Johnny Guitar (1954)
6/10
"I Never Shake Hands With A Left Handed Draw"
19 June 2008
If Johnny Guitar is known for anything else except possibly being the first lesbian western that some folks describe it as, it will be for that practical piece of wisdom that title character Sterling Hayden offers when he refuses to shake hands with Scott Brady.

I wonder what Barbara Stanwyck was doing when Johnny Guitar was made. The part that Joan Crawford plays her is definitely one that Stanwyck must have been given first consideration for. It's more her kind of role than Crawford's. Still Joan manages to adapt to the strange western settings for her. It's certainly unusual for her not to be dressed to the nines in those Adrian gowns that MGM used to give her.

As a film Johnny Guitar suffers from some bad editing. Missing here I'm sure is a whole beginning sequence that explains just why Joan and Mercedes McCambridge hate each other so. When it opens the men of the town and McCambridge are looking for the gang that held up a stagecoach and killed McCambridge's brother.

I doubt it was director Nicholas Ray's fault. I'd put my money on it being the fault of Herbert J. Yates. He was quite the miser and his studio made its bones on doing those quickie B westerns that starred Roy Rogers, Gene Autry and a host of other singing and non-singing cowboys. Nothing with as much meat on it as Johnny Guitar.

Crawford's the owner of a saloon/gambling palace that's way out on the plains by itself. But she's built it there because the railroad's coming through and director Rhys Williams has promised that a depot will be built in that spot.

The prospect of lots of new immigrants bothers big cattle baron Ward Bond and smaller ranchers like McCambridge. But she's got a bigger reason for a mean-on with Crawford. It seems as though outlaw Scott Brady likes Crawford and won't give McCambridge a tumble. But we don't KNOW that for sure and a lot read into the film lesbianism, mainly because of McCambridge's own sexual proclivities and the fact that Joan Crawford was occasionally supposed to indulge.

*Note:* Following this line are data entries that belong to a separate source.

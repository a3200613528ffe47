//! Campaign authoring: listing a new campaign and editing an existing one.

use chrono::NaiveDateTime;
use model::entities::campaign::{
    self, CampaignStatus, CommissionType, SalesMaterials, StringList, TargetDemographics,
};
use model::entities::profile::UserType;
use rust_decimal::Decimal;
use sea_orm::{ActiveModelTrait, DatabaseConnection, EntityTrait, Set};
use tracing::{debug, info, instrument, warn};

use crate::access::require_role;
use crate::error::{Result, WorkflowError};

/// Everything the authoring form collects.
#[derive(Debug, Clone)]
pub struct CampaignDraft {
    pub title: String,
    pub description: String,
    pub commission_rate: Decimal,
    pub commission_type: CommissionType,
    pub target_regions: Vec<String>,
    pub target_demographics: TargetDemographics,
    pub product_images: Vec<String>,
    pub sales_materials: SalesMaterials,
}

/// Partial edit of a campaign. `None` leaves the field as it is.
#[derive(Debug, Clone, Default)]
pub struct CampaignChanges {
    pub title: Option<String>,
    pub description: Option<String>,
    pub commission_rate: Option<Decimal>,
    pub commission_type: Option<CommissionType>,
    pub target_regions: Option<Vec<String>>,
    pub target_demographics: Option<TargetDemographics>,
    pub product_images: Option<Vec<String>>,
    pub sales_materials: Option<SalesMaterials>,
    pub status: Option<CampaignStatus>,
}

/// Percentage commissions must lie in `0..=100`, flat ones must not be negative.
pub fn validate_commission(rate: Decimal, commission_type: CommissionType) -> Result<()> {
    if rate < Decimal::ZERO {
        return Err(WorkflowError::Validation(
            "commission rate must not be negative".to_string(),
        ));
    }
    if commission_type == CommissionType::Percentage && rate > Decimal::ONE_HUNDRED {
        return Err(WorkflowError::Validation(
            "percentage commission must be between 0 and 100".to_string(),
        ));
    }
    Ok(())
}

fn validate_title(title: &str) -> Result<()> {
    if title.trim().is_empty() {
        return Err(WorkflowError::Validation("title must not be empty".to_string()));
    }
    Ok(())
}

/// Inserts a new active campaign owned by `owner_id`.
///
/// The owner must have a startup profile. Region, age group and income level
/// lists are de-duplicated keeping the first occurrence.
#[instrument(skip(db, draft), fields(title = %draft.title))]
pub async fn create_campaign(
    db: &DatabaseConnection,
    owner_id: i32,
    draft: CampaignDraft,
    now: NaiveDateTime,
) -> Result<campaign::Model> {
    require_role(db, owner_id, UserType::Startup, "list campaigns").await?;
    validate_title(&draft.title)?;
    validate_commission(draft.commission_rate, draft.commission_type)?;

    let new_campaign = campaign::ActiveModel {
        owner_id: Set(owner_id),
        title: Set(draft.title.trim().to_string()),
        description: Set(draft.description),
        product_images: Set(StringList::deduplicated(draft.product_images)),
        commission_rate: Set(draft.commission_rate),
        commission_type: Set(draft.commission_type),
        target_regions: Set(StringList::deduplicated(draft.target_regions)),
        target_demographics: Set(draft.target_demographics.normalized()),
        sales_materials: Set(draft.sales_materials.normalized()),
        status: Set(CampaignStatus::Active),
        created_at: Set(now),
        ..Default::default()
    };

    let model = new_campaign.insert(db).await?;
    info!("Campaign {} '{}' listed by owner {}", model.id, model.title, owner_id);
    Ok(model)
}

/// Edits a campaign. Only its owner may do so.
#[instrument(skip(db, changes))]
pub async fn update_campaign(
    db: &DatabaseConnection,
    actor_id: i32,
    campaign_id: i32,
    changes: CampaignChanges,
) -> Result<campaign::Model> {
    let existing = campaign::Entity::find_by_id(campaign_id)
        .one(db)
        .await?
        .ok_or(WorkflowError::CampaignNotFound(campaign_id))?;

    if existing.owner_id != actor_id {
        warn!(
            "Actor {} tried to edit campaign {} owned by {}",
            actor_id, campaign_id, existing.owner_id
        );
        return Err(WorkflowError::Forbidden(
            "only the campaign owner can edit it".to_string(),
        ));
    }

    let rate = changes.commission_rate.unwrap_or(existing.commission_rate);
    let commission_type = changes.commission_type.unwrap_or(existing.commission_type);
    validate_commission(rate, commission_type)?;

    let mut active: campaign::ActiveModel = existing.into();
    let mut updated_fields = Vec::new();

    if let Some(title) = changes.title {
        validate_title(&title)?;
        active.title = Set(title.trim().to_string());
        updated_fields.push("title");
    }
    if let Some(description) = changes.description {
        active.description = Set(description);
        updated_fields.push("description");
    }
    if changes.commission_rate.is_some() {
        active.commission_rate = Set(rate);
        updated_fields.push("commission_rate");
    }
    if changes.commission_type.is_some() {
        active.commission_type = Set(commission_type);
        updated_fields.push("commission_type");
    }
    if let Some(regions) = changes.target_regions {
        active.target_regions = Set(StringList::deduplicated(regions));
        updated_fields.push("target_regions");
    }
    if let Some(demographics) = changes.target_demographics {
        active.target_demographics = Set(demographics.normalized());
        updated_fields.push("target_demographics");
    }
    if let Some(images) = changes.product_images {
        active.product_images = Set(StringList::deduplicated(images));
        updated_fields.push("product_images");
    }
    if let Some(materials) = changes.sales_materials {
        active.sales_materials = Set(materials.normalized());
        updated_fields.push("sales_materials");
    }
    if let Some(status) = changes.status {
        active.status = Set(status);
        updated_fields.push("status");
    }

    if updated_fields.is_empty() {
        debug!("No fields to update for campaign {}", campaign_id);
        return campaign::Entity::find_by_id(campaign_id)
            .one(db)
            .await?
            .ok_or(WorkflowError::CampaignNotFound(campaign_id));
    }

    let updated = active.update(db).await?;
    info!(
        "Campaign {} updated. Updated fields: {}",
        campaign_id,
        updated_fields.join(", ")
    );
    Ok(updated)
}

/// Returns a campaign as `viewer_id` may see it: active campaigns to
/// everyone, inactive ones to their owner only.
#[instrument(skip(db))]
pub async fn campaign_for_viewer(
    db: &DatabaseConnection,
    viewer_id: Option<i32>,
    campaign_id: i32,
) -> Result<campaign::Model> {
    let campaign = campaign::Entity::find_by_id(campaign_id)
        .one(db)
        .await?
        .ok_or(WorkflowError::CampaignNotFound(campaign_id))?;

    if campaign.is_active() || viewer_id == Some(campaign.owner_id) {
        Ok(campaign)
    } else {
        debug!("Campaign {} is inactive and hidden from {:?}", campaign_id, viewer_id);
        Err(WorkflowError::CampaignNotFound(campaign_id))
    }
}

#[cfg(test)]
mod tests {
    use super::*;
    use crate::testing::{now, seed_profile, setup_db};

    fn draft(rate: i64) -> CampaignDraft {
        CampaignDraft {
            title: "Eco Bottle".to_string(),
            description: "Reusable steel bottle".to_string(),
            commission_rate: Decimal::new(rate, 0),
            commission_type: CommissionType::Percentage,
            target_regions: vec!["Delhi".to_string(), "Goa".to_string(), "Delhi".to_string()],
            target_demographics: TargetDemographics {
                age_groups: vec!["18-25".to_string(), "18-25".to_string()],
                ..Default::default()
            },
            product_images: vec![],
            sales_materials: SalesMaterials {
                brochures: Some(String::new()),
                ..Default::default()
            },
        }
    }

    #[tokio::test]
    async fn test_create_campaign_forces_active_and_owner() {
        let db = setup_db().await;
        seed_profile(&db, 1, UserType::Startup).await;

        let created = create_campaign(&db, 1, draft(15), now()).await.unwrap();
        assert_eq!(created.owner_id, 1);
        assert_eq!(created.status, CampaignStatus::Active);
        assert_eq!(created.commission_rate, Decimal::new(15, 0));
        assert_eq!(created.created_at, now());
        assert_eq!(created.target_regions.0, vec!["Delhi", "Goa"]);
        assert_eq!(created.target_demographics.age_groups, vec!["18-25"]);
        assert_eq!(created.sales_materials.brochures, None);
    }

    #[tokio::test]
    async fn test_create_campaign_requires_startup_profile() {
        let db = setup_db().await;
        seed_profile(&db, 2, UserType::Seller).await;

        let result = create_campaign(&db, 2, draft(15), now()).await;
        assert!(matches!(result, Err(WorkflowError::Forbidden(_))));
    }

    #[tokio::test]
    async fn test_commission_bounds() {
        let db = setup_db().await;
        seed_profile(&db, 1, UserType::Startup).await;

        assert!(create_campaign(&db, 1, draft(0), now()).await.is_ok());
        assert!(create_campaign(&db, 1, draft(100), now()).await.is_ok());
        assert!(matches!(
            create_campaign(&db, 1, draft(101), now()).await,
            Err(WorkflowError::Validation(_))
        ));
        assert!(matches!(
            create_campaign(&db, 1, draft(-1), now()).await,
            Err(WorkflowError::Validation(_))
        ));

        // Flat commissions are amounts, not percentages
        let mut flat = draft(250);
        flat.commission_type = CommissionType::Flat;
        assert!(create_campaign(&db, 1, flat, now()).await.is_ok());
    }

    #[tokio::test]
    async fn test_update_campaign_owner_only() {
        let db = setup_db().await;
        seed_profile(&db, 1, UserType::Startup).await;
        seed_profile(&db, 3, UserType::Startup).await;
        let created = create_campaign(&db, 1, draft(15), now()).await.unwrap();

        let changes = CampaignChanges {
            status: Some(CampaignStatus::Inactive),
            commission_rate: Some(Decimal::new(20, 0)),
            ..Default::default()
        };
        let denied = update_campaign(&db, 3, created.id, changes.clone()).await;
        assert!(matches!(denied, Err(WorkflowError::Forbidden(_))));

        let updated = update_campaign(&db, 1, created.id, changes).await.unwrap();
        assert_eq!(updated.status, CampaignStatus::Inactive);
        assert_eq!(updated.commission_rate, Decimal::new(20, 0));
        assert_eq!(updated.title, "Eco Bottle");
    }

    #[tokio::test]
    async fn test_inactive_campaign_visible_to_owner_only() {
        let db = setup_db().await;
        seed_profile(&db, 1, UserType::Startup).await;
        let created = create_campaign(&db, 1, draft(15), now()).await.unwrap();
        update_campaign(
            &db,
            1,
            created.id,
            CampaignChanges {
                status: Some(CampaignStatus::Inactive),
                ..Default::default()
            },
        )
        .await
        .unwrap();

        assert!(campaign_for_viewer(&db, Some(1), created.id).await.is_ok());
        assert!(matches!(
            campaign_for_viewer(&db, None, created.id).await,
            Err(WorkflowError::CampaignNotFound(_))
        ));
        assert!(matches!(
            campaign_for_viewer(&db, Some(2), created.id).await,
            Err(WorkflowError::CampaignNotFound(_))
        ));
    }
}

Anyway Crawford's tired of Brady and she sends for an old flame, Sterling Hayden, to help her out. Now she's got two guys panting after her and McCambridge can't get a date. What's a gal to do?

It's all a pretty bloody business climaxing in a shootout with the two women. That has to be seen.

Johnny Guitar is a good western, but I would probably rate it a lot higher if we saw a director's cut.